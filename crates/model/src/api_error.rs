//! JSON error envelope shared by the API and its clients.
//!
//! `{"error": {"code": "NOT_FOUND", "message": "...", "fields": [...]}}`

use serde::{Deserialize, Serialize};

use crate::validation::FieldError;

pub mod codes {
    pub const NOT_FOUND: &str = "NOT_FOUND";
    pub const VALIDATION_ERROR: &str = "VALIDATION_ERROR";
    pub const UNAUTHORIZED: &str = "UNAUTHORIZED";
    pub const FORBIDDEN: &str = "FORBIDDEN";
    pub const LLM_ERROR: &str = "LLM_ERROR";
    pub const DATABASE_ERROR: &str = "DATABASE_ERROR";
    pub const INTERNAL_ERROR: &str = "INTERNAL_ERROR";
}

#[derive(Debug, Clone, PartialEq, Eq, Serialize, Deserialize)]
pub struct ErrorBody {
    pub error: ErrorDetail,
}

#[derive(Debug, Clone, PartialEq, Eq, Serialize, Deserialize)]
pub struct ErrorDetail {
    pub code: String,
    pub message: String,
    /// Present only for validation failures.
    #[serde(default, skip_serializing_if = "Vec::is_empty")]
    pub fields: Vec<FieldError>,
}

impl ErrorBody {
    pub fn new(code: &str, message: impl Into<String>) -> Self {
        Self {
            error: ErrorDetail {
                code: code.to_string(),
                message: message.into(),
                fields: Vec::new(),
            },
        }
    }

    pub fn with_fields(mut self, fields: Vec<FieldError>) -> Self {
        self.error.fields = fields;
        self
    }
}
//! The Persistence API consumed by the document store.
//!
//! Owner identity is implicit: an implementation is bound to one caller and the
//! remote side scopes every operation to documents that caller owns.

use std::time::Duration;

use async_trait::async_trait;
use resume_model::{
    ContentPatch, FieldError, ResumeContent, ResumeDocument, ResumeId, ResumeStats,
};
use thiserror::Error;

#[derive(Debug, Clone, PartialEq, Eq, Error)]
pub enum PersistenceError {
    #[error("Resume not found")]
    NotFound,

    #[error("Resume belongs to another owner")]
    NotOwner,

    #[error("Authentication required")]
    Unauthenticated,

    #[error("Invalid resume data ({} field(s))", .0.len())]
    Validation(Vec<FieldError>),

    #[error("Persistence unavailable: {0}")]
    Transient(String),

    #[error("Persistence call timed out after {0:?}")]
    Timeout(Duration),
}

impl PersistenceError {
    /// Not-owner and unauthenticated. Never retried automatically.
    pub fn is_authorization(&self) -> bool {
        matches!(
            self,
            PersistenceError::NotOwner | PersistenceError::Unauthenticated
        )
    }

    /// Network-level failures that a later attempt may clear.
    pub fn is_retryable(&self) -> bool {
        matches!(
            self,
            PersistenceError::Transient(_) | PersistenceError::Timeout(_)
        )
    }

    pub fn validation_fields(&self) -> Option<&[FieldError]> {
        match self {
            PersistenceError::Validation(fields) => Some(fields),
            _ => None,
        }
    }
}

#[async_trait]
pub trait PersistenceApi: Send + Sync {
    async fn create(&self, content: &ResumeContent) -> Result<ResumeDocument, PersistenceError>;

    async fn update(
        &self,
        id: ResumeId,
        patch: &ContentPatch,
    ) -> Result<ResumeDocument, PersistenceError>;

    async fn get(&self, id: ResumeId) -> Result<ResumeDocument, PersistenceError>;

    /// Most recently updated first.
    async fn list(&self) -> Result<Vec<ResumeDocument>, PersistenceError>;

    async fn delete(&self, id: ResumeId) -> Result<(), PersistenceError>;

    async fn duplicate(&self, id: ResumeId) -> Result<ResumeDocument, PersistenceError>;

    /// Dashboard counters over the caller's documents.
    async fn stats(&self) -> Result<ResumeStats, PersistenceError>;
}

- - - - -

EXERCISE BRIEF:
Write out the records above exactly as given.

ANSWER:
filename crates/model/src/api_error.rs
//! JSON error envelope shared by the API and its clients.
//!
//! `{"error": {"code": "NOT_FOUND", "message": "...", "fields": [...]}}`

use serde::{Deserialize, Serialize};

use crate::validation::FieldError;

pub mod codes {
    pub const NOT_FOUND: &str = "NOT_FOUND";
    pub const VALIDATION_ERROR: &str = "VALIDATION_ERROR";
    pub const UNAUTHORIZED: &str = "UNAUTHORIZED";
    pub const FORBIDDEN: &str = "FORBIDDEN";
    pub const LLM_ERROR: &str = "LLM_ERROR";
    pub const DATABASE_ERROR: &str = "DATABASE_ERROR";
    pub const INTERNAL_ERROR: &str = "INTERNAL_ERROR";
}

#[derive(Debug, Clone, PartialEq, Eq, Serialize, Deserialize)]
pub struct ErrorBody {
    pub error: ErrorDetail,
}

#[derive(Debug, Clone, PartialEq, Eq, Serialize, Deserialize)]
pub struct ErrorDetail {
    pub code: String,
    pub message: String,
    /// Present only for validation failures.
    #[serde(default, skip_serializing_if = "Vec::is_empty")]
    pub fields: Vec<FieldError>,
}

impl ErrorBody {
    pub fn new(code: &str, message: impl Into<String>) -> Self {
        Self {
            error: ErrorDetail {
                code: code.to_string(),
                message: message.into(),
                fields: Vec::new(),
            },
        }
    }

    pub fn with_fields(mut self, fields: Vec<FieldError>) -> Self {
        self.error.fields = fields;
        self
    }
}
//! The Persistence API consumed by the document store.
//!
//! Owner identity is implicit: an implementation is bound to one caller and the
//! remote side scopes every operation to documents that caller owns.

use std::time::Duration;

use async_trait::async_trait;
use resume_model::{
    ContentPatch, FieldError, ResumeContent, ResumeDocument, ResumeId, ResumeStats,
};
use thiserror::Error;

#[derive(Debug, Clone, PartialEq, Eq, Error)]
pub enum PersistenceError {
    #[error("Resume not found")]
    NotFound,

    #[error("Resume belongs to another owner")]
    NotOwner,

    #[error("Authentication required")]
    Unauthenticated,

    #[error("Invalid resume data ({} field(s))", .0.len())]
    Validation(Vec<FieldError>),

    #[error("Persistence unavailable: {0}")]
    Transient(String),

    #[error("Persistence call timed out after {0:?}")]
    Timeout(Duration),
}

impl PersistenceError {
    /// Not-owner and unauthenticated. Never retried automatically.
    pub fn is_authorization(&self) -> bool {
        matches!(
            self,
            PersistenceError::NotOwner | PersistenceError::Unauthenticated
        )
    }

    /// Network-level failures that a later attempt may clear.
    pub fn is_retryable(&self) -> bool {
        matches!(
            self,
            PersistenceError::Transient(_) | PersistenceError::Timeout(_)
        )
    }

    pub fn validation_fields(&self) -> Option<&[FieldError]> {
        match self {
            PersistenceError::Validation(fields) => Some(fields),
            _ => None,
        }
    }
}

#[async_trait]
pub trait PersistenceApi: Send + Sync {
    async fn create(&self, content: &ResumeContent) -> Result<ResumeDocument, PersistenceError>;

    async fn update(
        &self,
        id: ResumeId,
        patch: &ContentPatch,
    ) -> Result<ResumeDocument, PersistenceError>;

    async fn get(&self, id: ResumeId) -> Result<ResumeDocument, PersistenceError>;

    /// Most recently updated first.
    async fn list(&self) -> Result<Vec<ResumeDocument>, PersistenceError>;

    async fn delete(&self, id: ResumeId) -> Result<(), PersistenceError>;

    async fn duplicate(&self, id: ResumeId) -> Result<ResumeDocument, PersistenceError>;

    /// Dashboard counters over the caller's documents.
    async fn stats(&self) -> Result<ResumeStats, PersistenceError>;
}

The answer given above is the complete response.